Trained at Harvard University, Komura served as a diplomatic official in Washington DC in the 1880s, during a period of very early tensions between the US and Japan over the issue of Japanese immigration, amidst the US' Chinese Exclusion Act. Komura expressed the opinion at that time that since the vast majority of Japanese immigrants to the United States were of the lowest socio-economic classes, including chiefly farmers and laborers, they contributed quite negatively to American perceptions of, and attitudes towards, Japanese.
He later served in Beijing, and came to the opinion that Qing Dynasty China was severely weak, and fallen into decline.

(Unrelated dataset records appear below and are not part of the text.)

use std::{
    sync::atomic::{AtomicU32, Ordering},
    time::Duration,
};

use crate::recovery::{execute_with_retry, RecoveryConfig, RecoveryError, RetryPolicy};

fn policy(max_attempts: u32, jitter: bool) -> RetryPolicy {
    RetryPolicy {
        max_attempts,
        base_delay: Duration::from_millis(100),
        max_delay: Duration::from_millis(1000),
        backoff_factor: 2.0,
        jitter,
    }
}

fn fast_policy(max_attempts: u32) -> RetryPolicy {
    RetryPolicy {
        base_delay: Duration::from_millis(5),
        max_delay: Duration::from_millis(10),
        ..policy(max_attempts, false)
    }
}

#[test]
fn test_delay_grows_exponentially_up_to_max() {
    let policy = policy(5, false);
    assert_eq!(policy.delay_for_attempt(1), Duration::from_millis(100));
    assert_eq!(policy.delay_for_attempt(2), Duration::from_millis(200));
    assert_eq!(policy.delay_for_attempt(3), Duration::from_millis(400));
    assert_eq!(policy.delay_for_attempt(4), Duration::from_millis(800));
    assert_eq!(policy.delay_for_attempt(5), Duration::from_millis(1000));
    assert_eq!(policy.delay_for_attempt(u32::MAX), Duration::from_millis(1000));
}

#[test]
fn test_jittered_delay_stays_within_a_quarter() {
    let policy = policy(5, true);
    for _ in 0..100 {
        let delay = policy.delay_for_attempt(3);
        assert!(delay >= Duration::from_millis(300), "{:?}", delay);
        assert!(delay <= Duration::from_millis(500), "{:?}", delay);
    }
}

#[test]
fn test_policy_from_config() {
    let config = RecoveryConfig {
        max_attempts: 0,
        base_delay_ms: 5,
        ..Default::default()
    };
    let policy = config.retry_policy();
    assert_eq!(policy.max_attempts, 1);
    assert_eq!(policy.base_delay, Duration::from_millis(5));
    assert_eq!(policy.max_delay, Duration::from_secs(30));
    assert!(policy.jitter);
}

#[tokio::test]
async fn test_retry_until_success() {
    let calls = AtomicU32::new(0);
    let result = execute_with_retry(&fast_policy(3), "connect", || {
        let attempt = calls.fetch_add(1, Ordering::SeqCst) + 1;
        async move {
            if attempt < 3 {
                Err(RecoveryError::Other(format!("attempt {} failed", attempt)))
            } else {
                Ok(attempt)
            }
        }
    })
    .await;
    assert_eq!(result, Ok(3));
    assert_eq!(calls.load(Ordering::SeqCst), 3);
}

#[tokio::test]
async fn test_retry_exhausted_reports_last_error() {
    let calls = AtomicU32::new(0);
    let result: Result<(), _> = execute_with_retry(&fast_policy(3), "close", || {
        let attempt = calls.fetch_add(1, Ordering::SeqCst) + 1;
        async move { Err(RecoveryError::Other(format!("attempt {} failed", attempt))) }
    })
    .await;
    assert_eq!(
        result,
        Err(RecoveryError::RetryExhausted {
            name: "close".to_string(),
            attempts: 3,
            last_error: "attempt 3 failed".to_string(),
        })
    );
    assert_eq!(calls.load(Ordering::SeqCst), 3);
}

#[tokio::test]
async fn test_retry_waits_between_attempts() {
    let start = std::time::Instant::now();
    let result: Result<(), _> = execute_with_retry(&fast_policy(3), "sweep", || async {
        Err(RecoveryError::Other("unavailable".to_string()))
    })
    .await;
    assert!(result.is_err());
    // 5ms after the first failure and 10ms after the second.
    assert!(start.elapsed() >= Duration::from_millis(15));
}

#[tokio::test]
async fn test_non_retryable_error_is_returned_immediately() {
    let calls = AtomicU32::new(0);
    let result: Result<(), _> = execute_with_retry(&fast_policy(5), "connect", || {
        calls.fetch_add(1, Ordering::SeqCst);
        async { Err(RecoveryError::Cancelled("connect".to_string())) }
    })
    .await;
    assert_eq!(result, Err(RecoveryError::Cancelled("connect".to_string())));
    assert_eq!(calls.load(Ordering::SeqCst), 1);
}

Komura was appointed Foreign Minister in 1901, under Prime Minister Katsura Tarô, and played a prominent role in the negotiations at Portsmouth which ended the Russo-Japanese War in 1905. Returning to Japan, he was placed in charge of negotiations surrounding the transfer of Russian rights in Manchuria to Japan; during this time he expressed a strong feeling that Manchuria had to be kept out of the hands of other foreign access or control. In a speech as Foreign Minister in 1909, he continued to see immigration as chiefly a source of diplomatic problems, and assured his Japanese colleagues, and the Japanese public, that anti-Japanese attitudes and problems were limited to California, and that Japanese ambassadors were in direct contact with the US government, able to handle serious political matters, separate from whatever was going on in California. He further spoke out against immigration as it would scatter the Japanese people, who were needed within Japan to constitute the strength of the nation. Immigration within an empire, e.g. to Manchuria or Korea, would not to his mind result in the same kind of scattering or dilution of national strength.
References
- Marius Jansen, "Japanese Imperialism: Late Meiji Perspectives," in Mark Peattie (ed.), The Japanese Colonial Empire, 1895-1945, Princeton University Press (1984), 69.